Ein weiteres Ziel der COP26 ist die Verbesserung der Zusammenarbeit zwischen Regierungen, Unternehmen und der Zivilgesellschaft. Verhandlungen zwischen internationalen Führungspersönlichkeiten sind wichtig, aber sie können nicht nur zwischen Politiker:innen hinter verschlossenen Türen stattfinden. Auch die Unternehmen müssen Verantwortung übernehmen. Die Stimme der Zivilgesellschaft muss gehört werden, da sie Transparenz und Verantwortlichkeit fördert. Zum ersten Mal hat die COP26-Präsidentschaft einen Beirat für die Zivilgesellschaft und die Jugend eingerichtet, um integrative Verhandlungen zu fördern. Wir begrüssen diese Bemühungen und hoffen, dass die Stimme der Jugend ernst genommen wird und der Prozess nicht nur symbolisch bleibt.

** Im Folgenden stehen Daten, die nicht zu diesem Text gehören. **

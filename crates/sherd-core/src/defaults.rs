//! Centralized default constants for sherd.
//!
//! Every output cap and length limit used by the extractors lives here so the
//! bounds on `ExtractionResult` lists can be read in one place.

// =============================================================================
// OUTPUT CAPS
// =============================================================================

/// Maximum entries in `Decorations`.
pub const MAX_DECORATIONS: usize = 15;

/// Maximum entries in `Shape`.
pub const MAX_SHAPES: usize = 5;

/// Maximum entries in `Glaze`.
pub const MAX_GLAZES: usize = 5;

/// Maximum entries in `ProductionPlace`.
pub const MAX_PLACES: usize = 10;

/// Maximum entries in `Inscriptions`.
pub const MAX_INSCRIPTIONS: usize = 5;

/// Maximum entries in `Period`.
pub const MAX_PERIODS: usize = 5;

/// Maximum entries in `Years`.
pub const MAX_YEARS: usize = 10;

/// Maximum entries in `Descriptions`.
pub const MAX_DESCRIPTIONS: usize = 3;

// =============================================================================
// PER-PATTERN LIMITS
// =============================================================================

/// Keyword hits kept per decoration theme (`theme:keyword` pairs).
pub const DECORATION_HITS_PER_THEME: usize = 3;

/// Captures kept per decoration phrase pattern.
pub const DECORATION_CAPTURES_PER_PATTERN: usize = 2;

/// Decoration phrase captures must be shorter than this (chars).
pub const DECORATION_CAPTURE_MAX_LEN: usize = 50;

/// Inscription vocabulary hits kept.
pub const INSCRIPTION_KEYWORD_HITS: usize = 3;

/// Captures kept per inscription phrase pattern.
pub const INSCRIPTION_CAPTURES_PER_PATTERN: usize = 2;

/// Inscription phrase captures must be shorter than this (chars).
pub const INSCRIPTION_CAPTURE_MAX_LEN: usize = 30;

/// Period labels must be shorter than this (chars).
pub const PERIOD_LABEL_MAX_LEN: usize = 50;

// =============================================================================
// PLACES AND YEARS
// =============================================================================

/// Unresolved place strings longer than this (chars) are discarded.
pub const PLACE_MAX_LEN: usize = 50;

/// Earliest bare four-digit year accepted.
pub const MIN_YEAR: i32 = 1000;

/// Latest bare four-digit year accepted.
pub const MAX_YEAR: i32 = 2025;

/// Highest century number accepted from century notations.
pub const MAX_CENTURY: u32 = 21;

// =============================================================================
// TEXT AND QUALITY
// =============================================================================

/// Maximum characters of assembled free text.
pub const MAX_TEXT_CHARS: usize = 2000;

/// Quality score above which a record counts as high quality.
pub const HIGH_QUALITY_THRESHOLD: f64 = 0.5;

/// Default number of items processed concurrently in a batch.
pub const BATCH_CONCURRENCY: usize = 8;

/// Environment variable naming a taxonomy override file.
pub const TAXONOMY_PATH_ENV: &str = "SHERD_TAXONOMY_PATH";
//! # sherd-core
//!
//! Taxonomy store and shared types for sherd, the ceramic catalogue
//! attribute extractor.
//!
//! This crate holds the domain vocabulary (keyword categories, place-name
//! variants, dynasty ranges), the accessor for heterogeneous raw records, and
//! the output bundle types consumed by reporting.

pub mod chronology;
pub mod config;
pub mod defaults;
pub mod error;
pub mod logging;
pub mod models;
pub mod places;
pub mod record;
pub mod taxonomy;

// Re-export commonly used types at crate root
pub use chronology::{
    century_label, century_midpoint, DynastyRange, DynastyTable, UNKNOWN_DYNASTY,
};
pub use config::TaxonomyConfig;
pub use error::{Error, Result};
pub use models::*;
pub use places::PlaceNormalizationTable;
pub use record::{FieldValue, RawItem};
pub use taxonomy::{Category, KeywordEntry, KeywordSet, KeywordTaxonomy, TaxonomyStore};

Wir erwarten ehrgeizige Ziele und eine rasche Umsetzung der beschlossenen Massnahmen, um die Emissionen in der Schweiz und weltweit zu senken. Die COVID-19-Krise hat uns gezeigt, dass ein Wandel notwendig und auch machbar ist – wir fordern einen grünen Aufschwung statt einer Rückkehr zur nicht nachhaltigen Vergangenheit. Entscheidungsträger:innen auf der ganzen Welt und unser Parlamentarier:innen müssen erkennen, dass die Entscheidungen, die sie heute treffen, Auswirkungen auf alle künftigen Generationen haben. Die Zeit läuft uns davon, wir müssen jetzt handeln!
*Der Text wurde von Ludwig Luz zusammen mit Clémence Ruegsegger, Jean-Valentin de Saussure, Miklós Veszprémi und Samia Borra verfasst.